The records Block Start

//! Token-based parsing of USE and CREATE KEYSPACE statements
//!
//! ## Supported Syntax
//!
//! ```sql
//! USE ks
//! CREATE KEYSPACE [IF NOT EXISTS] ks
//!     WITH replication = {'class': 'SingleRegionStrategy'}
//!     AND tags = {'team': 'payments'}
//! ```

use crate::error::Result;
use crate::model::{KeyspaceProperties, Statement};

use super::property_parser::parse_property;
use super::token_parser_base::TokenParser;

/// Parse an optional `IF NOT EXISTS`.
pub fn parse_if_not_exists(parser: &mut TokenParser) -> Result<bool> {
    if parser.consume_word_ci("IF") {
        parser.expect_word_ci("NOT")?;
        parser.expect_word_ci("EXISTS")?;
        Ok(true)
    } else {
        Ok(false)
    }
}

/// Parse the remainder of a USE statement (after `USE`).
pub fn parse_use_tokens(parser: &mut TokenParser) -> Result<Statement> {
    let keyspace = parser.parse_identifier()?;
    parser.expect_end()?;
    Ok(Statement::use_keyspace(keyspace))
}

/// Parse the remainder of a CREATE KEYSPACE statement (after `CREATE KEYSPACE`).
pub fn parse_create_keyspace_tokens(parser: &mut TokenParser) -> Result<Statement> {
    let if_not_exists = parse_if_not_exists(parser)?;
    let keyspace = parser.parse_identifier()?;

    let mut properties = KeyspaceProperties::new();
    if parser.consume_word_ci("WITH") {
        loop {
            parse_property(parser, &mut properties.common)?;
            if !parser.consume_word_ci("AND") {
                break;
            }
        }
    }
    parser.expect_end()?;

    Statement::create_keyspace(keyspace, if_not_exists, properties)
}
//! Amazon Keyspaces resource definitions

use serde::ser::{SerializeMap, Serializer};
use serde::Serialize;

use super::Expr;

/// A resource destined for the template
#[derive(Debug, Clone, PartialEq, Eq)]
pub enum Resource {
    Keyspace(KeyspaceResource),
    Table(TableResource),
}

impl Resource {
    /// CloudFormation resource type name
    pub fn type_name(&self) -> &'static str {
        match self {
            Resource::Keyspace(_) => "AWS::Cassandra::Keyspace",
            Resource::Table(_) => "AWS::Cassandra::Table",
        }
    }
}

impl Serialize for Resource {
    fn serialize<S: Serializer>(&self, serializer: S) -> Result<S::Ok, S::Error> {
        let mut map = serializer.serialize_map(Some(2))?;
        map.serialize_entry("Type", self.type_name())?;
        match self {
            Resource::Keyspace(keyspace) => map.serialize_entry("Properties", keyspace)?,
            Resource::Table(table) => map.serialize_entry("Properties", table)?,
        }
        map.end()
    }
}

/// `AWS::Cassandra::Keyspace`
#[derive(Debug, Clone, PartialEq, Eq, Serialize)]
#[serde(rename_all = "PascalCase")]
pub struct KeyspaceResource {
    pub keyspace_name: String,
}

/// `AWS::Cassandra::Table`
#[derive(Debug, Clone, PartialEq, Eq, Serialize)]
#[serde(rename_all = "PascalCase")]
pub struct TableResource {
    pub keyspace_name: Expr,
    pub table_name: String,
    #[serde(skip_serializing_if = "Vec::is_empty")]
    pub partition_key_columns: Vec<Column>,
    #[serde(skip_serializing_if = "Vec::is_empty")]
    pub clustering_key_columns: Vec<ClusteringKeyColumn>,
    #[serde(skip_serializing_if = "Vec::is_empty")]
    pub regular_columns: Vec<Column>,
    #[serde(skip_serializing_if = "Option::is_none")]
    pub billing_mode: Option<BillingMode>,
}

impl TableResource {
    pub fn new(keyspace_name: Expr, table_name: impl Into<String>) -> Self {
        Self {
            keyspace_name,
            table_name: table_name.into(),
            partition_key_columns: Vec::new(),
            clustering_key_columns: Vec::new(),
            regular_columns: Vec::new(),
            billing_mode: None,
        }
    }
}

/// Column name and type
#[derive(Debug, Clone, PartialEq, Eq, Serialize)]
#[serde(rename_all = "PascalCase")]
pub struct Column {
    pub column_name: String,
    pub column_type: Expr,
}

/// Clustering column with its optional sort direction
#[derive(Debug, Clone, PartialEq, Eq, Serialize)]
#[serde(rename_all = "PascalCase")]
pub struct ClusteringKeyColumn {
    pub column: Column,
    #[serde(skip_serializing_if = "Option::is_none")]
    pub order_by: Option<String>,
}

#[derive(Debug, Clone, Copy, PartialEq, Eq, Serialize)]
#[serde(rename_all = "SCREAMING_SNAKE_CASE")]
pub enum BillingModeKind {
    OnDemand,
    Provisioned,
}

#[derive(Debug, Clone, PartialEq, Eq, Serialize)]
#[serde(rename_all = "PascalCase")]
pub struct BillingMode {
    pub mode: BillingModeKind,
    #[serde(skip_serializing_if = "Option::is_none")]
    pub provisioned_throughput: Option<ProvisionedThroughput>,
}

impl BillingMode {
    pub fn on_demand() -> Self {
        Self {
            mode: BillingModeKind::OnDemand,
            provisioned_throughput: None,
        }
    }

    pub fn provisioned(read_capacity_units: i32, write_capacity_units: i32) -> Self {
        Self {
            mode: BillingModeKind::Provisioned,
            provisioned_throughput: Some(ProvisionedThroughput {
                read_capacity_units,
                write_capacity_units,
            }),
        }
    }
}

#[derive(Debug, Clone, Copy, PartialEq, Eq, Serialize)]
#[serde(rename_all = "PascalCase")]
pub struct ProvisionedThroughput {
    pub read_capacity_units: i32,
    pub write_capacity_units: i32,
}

The records Block End

What this task involves:
At the first line of the material above, start reproducing each line exactly, and end with the line that holds "let if_not_exists = parse_if_not_exists(parser)?;", adding nothing.

Your response:
//! Token-based parsing of USE and CREATE KEYSPACE statements
//!
//! ## Supported Syntax
//!
//! ```sql
//! USE ks
//! CREATE KEYSPACE [IF NOT EXISTS] ks
//!     WITH replication = {'class': 'SingleRegionStrategy'}
//!     AND tags = {'team': 'payments'}
//! ```

use crate::error::Result;
use crate::model::{KeyspaceProperties, Statement};

use super::property_parser::parse_property;
use super::token_parser_base::TokenParser;

/// Parse an optional `IF NOT EXISTS`.
pub fn parse_if_not_exists(parser: &mut TokenParser) -> Result<bool> {
    if parser.consume_word_ci("IF") {
        parser.expect_word_ci("NOT")?;
        parser.expect_word_ci("EXISTS")?;
        Ok(true)
    } else {
        Ok(false)
    }
}

/// Parse the remainder of a USE statement (after `USE`).
pub fn parse_use_tokens(parser: &mut TokenParser) -> Result<Statement> {
    let keyspace = parser.parse_identifier()?;
    parser.expect_end()?;
    Ok(Statement::use_keyspace(keyspace))
}

/// Parse the remainder of a CREATE KEYSPACE statement (after `CREATE KEYSPACE`).
pub fn parse_create_keyspace_tokens(parser: &mut TokenParser) -> Result<Statement> {
    let if_not_exists = parse_if_not_exists(parser)?;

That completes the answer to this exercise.